***** Records for this task

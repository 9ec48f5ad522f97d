// src/lane_detection/state_machine.rs

use super::types::{DrivingState, TurningDirection};
use crate::error::{DetectorError, DetectorResult};
use crate::rolling_average::RollingAverage;
use serde::{Deserialize, Serialize};
use tracing::{debug, info, warn};

#[derive(Debug, Clone, Serialize, Deserialize)]
#[serde(default)]
pub struct DrivingStateConfig {
    /// |distance difference| above which a leftward frame counts toward a change
    pub left_change_threshold: f32,
    pub right_change_threshold: f32,
    /// Consecutive consistent frames needed to commit a lane change
    pub confirm_frames: u32,
    /// |distance difference| at or below which a change is considered complete
    pub settle_threshold: f32,
    /// Frames after which a change that never settles is abandoned
    pub max_changing_frames: u32,
}

impl Default for DrivingStateConfig {
    fn default() -> Self {
        Self {
            left_change_threshold: 3.0,
            right_change_threshold: 3.0,
            confirm_frames: 5,
            settle_threshold: 1.0,
            max_changing_frames: 150,
        }
    }
}

impl DrivingStateConfig {
    pub fn validate(&self) -> DetectorResult<()> {
        if self.confirm_frames == 0 {
            return Err(DetectorError::invalid_config(
                "driving_state.confirm_frames must be at least 1",
            ));
        }
        if !(self.left_change_threshold > 0.0 && self.right_change_threshold > 0.0) {
            return Err(DetectorError::invalid_config(
                "driving_state change thresholds must be positive",
            ));
        }
        if !(self.settle_threshold >= 0.0) {
            return Err(DetectorError::invalid_config(
                "driving_state.settle_threshold must be non-negative",
            ));
        }
        if self.max_changing_frames == 0 {
            return Err(DetectorError::invalid_config(
                "driving_state.max_changing_frames must be at least 1",
            ));
        }
        Ok(())
    }
}

/// Candidate-change bookkeeping carried across frames
#[derive(Debug, Clone, Copy, Default, PartialEq, Serialize)]
pub struct LaneChangeTracker {
    pub frame_count: u32,
    pub first_frame_distance_difference: f32,
    pub previous_distance_difference: f32,
    pub frames_in_change: u32,
}

/// Negative differences mean the vehicle is drifting left
pub fn calculate_changing_lanes_turning_direction(distance_difference: f32) -> TurningDirection {
    if distance_difference < 0.0 {
        TurningDirection::Left
    } else {
        TurningDirection::Right
    }
}

/// NORMAL / CHANGING_LANES_LEFT / CHANGING_LANES_RIGHT with debouncing.
///
/// Distance differences are also fed through a rolling average of
/// `smoothing_window` frames. A frame only counts toward a change when the
/// raw and the smoothed difference both clear the threshold in the same
/// direction, and a change settles on the smoothed difference. The history
/// is cleared whenever the state changes.
#[derive(Debug, Clone)]
pub struct DrivingStateMachine {
    config: DrivingStateConfig,
    state: DrivingState,
    tracker: LaneChangeTracker,
    turning_direction: Option<TurningDirection>,
    smoothed_difference: RollingAverage,
}

impl DrivingStateMachine {
    pub fn new(config: DrivingStateConfig, smoothing_window: usize) -> DetectorResult<Self> {
        config.validate()?;
        Ok(Self {
            config,
            state: DrivingState::Normal,
            tracker: LaneChangeTracker::default(),
            turning_direction: None,
            smoothed_difference: RollingAverage::new(smoothing_window)?,
        })
    }

    pub fn state(&self) -> DrivingState {
        self.state
    }

    pub fn tracker(&self) -> &LaneChangeTracker {
        &self.tracker
    }

    pub fn turning_direction(&self) -> Option<TurningDirection> {
        self.turning_direction
    }

    /// Rolling mean of the differences seen since the last state change
    pub fn smoothed_difference(&self) -> Option<f32> {
        self.smoothed_difference.value().map(|v| v as f32)
    }

    fn smooth(&mut self, difference: f32) -> f32 {
        self.smoothed_difference.push(difference as f64);
        self.smoothed_difference().unwrap_or(difference)
    }

    /// Advance one frame. `None` means no usable measurement this frame;
    /// the tracker is held as-is.
    pub fn update(&mut self, distance_difference: Option<f32>) -> DrivingState {
        match self.state {
            DrivingState::Normal => self.update_normal(distance_difference),
            DrivingState::ChangingLanesLeft | DrivingState::ChangingLanesRight => {
                self.update_changing(distance_difference)
            }
        }
        self.state
    }

    fn update_normal(&mut self, distance_difference: Option<f32>) {
        let Some(difference) = distance_difference else {
            return;
        };
        let smoothed = self.smooth(difference);

        let threshold = if difference < 0.0 {
            self.config.left_change_threshold
        } else {
            self.config.right_change_threshold
        };
        let qualifies = difference.abs() > threshold
            && smoothed.abs() > threshold
            && difference.signum() == smoothed.signum();

        let tracker = &mut self.tracker;
        if qualifies {
            let consistent = tracker.frame_count > 0
                && difference.signum() == tracker.previous_distance_difference.signum();

            if consistent {
                tracker.frame_count += 1;
            } else {
                tracker.frame_count = 1;
                tracker.first_frame_distance_difference = difference;
            }
        } else {
            tracker.frame_count = 0;
            tracker.first_frame_distance_difference = difference;
        }
        tracker.previous_distance_difference = difference;

        debug!(
            "Lane change candidate: difference {:.2} (smoothed {:.2}), {} / {} frames",
            difference, smoothed, tracker.frame_count, self.config.confirm_frames
        );

        if tracker.frame_count >= self.config.confirm_frames {
            self.commit_change();
        }
    }

    fn commit_change(&mut self) {
        let direction =
            calculate_changing_lanes_turning_direction(self.tracker.first_frame_distance_difference);

        self.state = match direction {
            TurningDirection::Left => DrivingState::ChangingLanesLeft,
            TurningDirection::Right => DrivingState::ChangingLanesRight,
        };
        self.turning_direction = Some(direction);
        self.tracker.frames_in_change = 0;
        self.smoothed_difference.clear();

        info!(
            "🚗 Lane change detected: {} (turning {})",
            self.state.as_str(),
            direction.as_str()
        );
    }

    fn update_changing(&mut self, distance_difference: Option<f32>) {
        self.tracker.frames_in_change += 1;

        if self.tracker.frames_in_change > self.config.max_changing_frames {
            warn!(
                "Lane change {} did not settle after {} frames, resetting",
                self.state.as_str(),
                self.config.max_changing_frames
            );
            self.reset();
            return;
        }

        let Some(difference) = distance_difference else {
            return;
        };
        self.tracker.previous_distance_difference = difference;

        if self.smooth(difference).abs() <= self.config.settle_threshold {
            info!(
                "✓ Lane change completed after {} frames",
                self.tracker.frames_in_change
            );
            self.reset();
        }
    }

    pub fn reset(&mut self) {
        self.state = DrivingState::Normal;
        self.tracker = LaneChangeTracker::default();
        self.turning_direction = None;
        self.smoothed_difference.clear();
    }
}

**********

**To do**
Please restate only the opening stretch of the records above: every line from the first through the one containing "use crate::rolling_average::RollingAverage;", exactly as written.

**Response below**
repository 9ec48f5ad522f97d
// src/lane_detection/state_machine.rs

use super::types::{DrivingState, TurningDirection};
use crate::error::{DetectorError, DetectorResult};
use crate::rolling_average::RollingAverage;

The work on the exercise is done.